Last Updated: Feb-11-2010
Annotated by:
Holmes, Martha Stoddard

Primary Category: Literature / Fiction

Genre: Novel

Summary:

Margaret Hale is raised in fashionable Harley Street along with her cousin Edith, but when Edith marries, Margaret returns to Hampshire County in the South of England to live with her mother and her father, a country clergyman. The pastoral life she has imagined is quickly disrupted by her father's confession that he is no longer able to remain true to the Church of England and will leave his position to become a tutor of adult learners in the northern manufacturing town of Milton. The traumatic relocation is exacerbated by Mrs. Hale's diagnosis with a "deadly disease" (probably cancer) soon after the move.

Margaret takes charge of most of the practical aspects of the move and then assumes charge of her mother's illness, acting as an intermediary between the doctor and her parents. As well as learning more about her own family's servant, Dixon, who has been with her mother since her girlhood, Margaret becomes friendly with textile worker Nicholas Higgins and his daughter Bessy, who is dying of consumption (tuberculosis) from inhaling textile dust. The Milton workers' activism and independence appeal to Margaret; she rethinks both class and labor relations as a result, including charitable relationships.

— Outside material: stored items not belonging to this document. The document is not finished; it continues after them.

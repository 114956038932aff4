use std::time::Duration;

use serde::Deserialize;
use url::Url;

/// OTLP exporter configuration
#[derive(Debug, Clone, Deserialize)]
#[serde(deny_unknown_fields)]
pub struct ExporterConfig {
    /// OTLP endpoint URL
    pub endpoint: Url,
    /// Export protocol
    #[serde(default)]
    pub protocol: ExportProtocol,
    /// Metric export interval
    #[serde(default = "default_interval", deserialize_with = "crate::duration::deserialize")]
    pub interval: Duration,
}

/// OTLP export protocol
#[derive(Debug, Clone, Copy, Default, PartialEq, Eq, Deserialize)]
#[serde(rename_all = "snake_case")]
pub enum ExportProtocol {
    #[default]
    Grpc,
    HttpProto,
}

const fn default_interval() -> Duration {
    Duration::from_secs(30)
}
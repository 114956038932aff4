//! Metric name constants and recording helpers

use std::time::Instant;

use opentelemetry::KeyValue;
use opentelemetry::metrics::Histogram;

/// Record the time elapsed since `start` in seconds
pub fn record_duration(histogram: &Histogram<f64>, start: Instant, attributes: &[KeyValue]) {
    histogram.record(start.elapsed().as_secs_f64(), attributes);
}

/// Instrumentation scope for every bridge meter
pub const METER_NAME: &str = "claude-bridge";

pub const CLI_INVOCATION_COUNT: &str = "cli.invocation.count";
pub const CLI_INVOCATION_DURATION: &str = "cli.invocation.duration";
pub const CLI_TIME_TO_FIRST_FRAGMENT: &str = "cli.time_to_first_fragment";
pub const CLI_TOKEN_USAGE: &str = "cli.token.usage";
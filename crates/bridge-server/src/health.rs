use std::path::PathBuf;
use std::sync::Arc;
use std::time::Duration;

use axum::Json;
use axum::extract::State;
use axum::response::{IntoResponse, Response};
use http::StatusCode;
use serde::Serialize;

/// Upper bound for a `claude --version` probe
const PROBE_LIMIT: Duration = Duration::from_secs(5);

/// Health check handler
pub async fn health_handler() -> impl IntoResponse {
    (StatusCode::OK, "ok")
}

/// Executable probed by [`cli_health_handler`]
#[derive(Clone)]
pub struct CliHealth {
    path: Arc<PathBuf>,
}

impl CliHealth {
    pub fn new(path: PathBuf) -> Self {
        Self { path: Arc::new(path) }
    }
}

#[derive(Serialize)]
struct CliHealthBody {
    status: &'static str,
    #[serde(skip_serializing_if = "Option::is_none")]
    cli_version: Option<String>,
    #[serde(skip_serializing_if = "Option::is_none")]
    error: Option<String>,
}

/// Health check that also confirms the CLI answers `--version`
pub async fn cli_health_handler(State(health): State<CliHealth>) -> Response {
    match bridge_cli::probe_version(&health.path, PROBE_LIMIT).await {
        Ok(version) => (
            StatusCode::OK,
            Json(CliHealthBody {
                status: "ok",
                cli_version: Some(version),
                error: None,
            }),
        )
            .into_response(),
        Err(e) => {
            tracing::warn!(error = %e, path = %health.path.display(), "claude CLI health probe failed");
            (
                StatusCode::SERVICE_UNAVAILABLE,
                Json(CliHealthBody {
                    status: "unavailable",
                    cli_version: None,
                    error: Some(e.to_string()),
                }),
            )
                .into_response()
        }
    }
}
use std::time::Duration;

use serde::Deserialize;

/// CORS configuration
///
/// Browser clients of the messages endpoint usually come from arbitrary
/// origins, so every list defaults to the wildcard.
#[derive(Debug, Clone, Default, Deserialize)]
#[serde(deny_unknown_fields)]
pub struct CorsConfig {
    /// Allowed origins
    #[serde(default)]
    pub origins: AnyOrArray,
    /// Allowed HTTP methods
    #[serde(default)]
    pub methods: AnyOrArray,
    /// Allowed request headers
    #[serde(default)]
    pub headers: AnyOrArray,
    /// Allow credentials
    #[serde(default)]
    pub credentials: bool,
    /// Max age for preflight cache in seconds
    #[serde(default)]
    pub max_age: Option<u64>,
}

impl CorsConfig {
    /// Preflight cache lifetime
    pub fn max_age_duration(&self) -> Option<Duration> {
        self.max_age.map(Duration::from_secs)
    }
}

/// Either the wildcard `"*"` or an explicit list of values
#[derive(Debug, Clone, Default, PartialEq, Eq)]
pub enum AnyOrArray {
    /// Match any value
    #[default]
    Any,
    /// Explicit list
    List(Vec<String>),
}

#[derive(Deserialize)]
#[serde(untagged)]
enum RawAnyOrArray {
    One(String),
    Many(Vec<String>),
}

impl<'de> Deserialize<'de> for AnyOrArray {
    fn deserialize<D>(deserializer: D) -> Result<Self, D::Error>
    where
        D: serde::Deserializer<'de>,
    {
        let values = match RawAnyOrArray::deserialize(deserializer)? {
            RawAnyOrArray::One(value) => vec![value],
            RawAnyOrArray::Many(values) => values,
        };

        if values.iter().any(|v| v == "*") {
            Ok(Self::Any)
        } else {
            Ok(Self::List(values))
        }
    }
}

#[cfg(test)]
mod tests {
    use super::*;

    #[test]
    fn defaults_to_wildcards() {
        let config: CorsConfig = toml::from_str("").unwrap();
        assert_eq!(config.origins, AnyOrArray::Any);
        assert_eq!(config.methods, AnyOrArray::Any);
        assert!(!config.credentials);
        assert!(config.max_age_duration().is_none());
    }

    #[test]
    fn explicit_lists_and_wildcard_strings() {
        let config: CorsConfig = toml::from_str(
            r#"
            origins = ["https://app.example.com"]
            methods = "*"
            headers = ["content-type", "*"]
            max_age = 600
        "#,
        )
        .unwrap();

        assert_eq!(
            config.origins,
            AnyOrArray::List(vec!["https://app.example.com".to_owned()])
        );
        assert_eq!(config.methods, AnyOrArray::Any);
        assert_eq!(config.headers, AnyOrArray::Any);
        assert_eq!(config.max_age_duration(), Some(Duration::from_secs(600)));
    }
}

Her strong opinions and actions bring her into conflict with the family of John Thornton, a factory owner and self-made man who is also one of her father's students.

When Margaret shields John from a stone thrown by a striking worker, however, he avows his love for her. A series of obstacles to the relationship include Margaret's initial rebuff of John and her dishonesty about her exiled brother's secret return to his mother's deathbed. Before the ending brings John and Margaret back together--as well as calming the tension between workers and factory owners--Margaret experiences not only the deaths of almost everyone she loves, but also the suicide of one of the striking workers.